*** DATASET ***

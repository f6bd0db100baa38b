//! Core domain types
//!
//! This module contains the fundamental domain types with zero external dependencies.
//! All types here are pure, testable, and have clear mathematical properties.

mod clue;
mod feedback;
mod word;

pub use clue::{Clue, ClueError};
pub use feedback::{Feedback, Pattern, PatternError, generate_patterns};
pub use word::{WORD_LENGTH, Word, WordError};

*** End of DATASET ***

### EXERCISE DETAILS
Each record must be repeated exactly as it appears above.

### WORKED SOLUTION
repository f6bd0db100baa38b
//! Core domain types
//!
//! This module contains the fundamental domain types with zero external dependencies.
//! All types here are pure, testable, and have clear mathematical properties.

mod clue;
mod feedback;
mod word;

pub use clue::{Clue, ClueError};
pub use feedback::{Feedback, Pattern, PatternError, generate_patterns};
pub use word::{WORD_LENGTH, Word, WordError};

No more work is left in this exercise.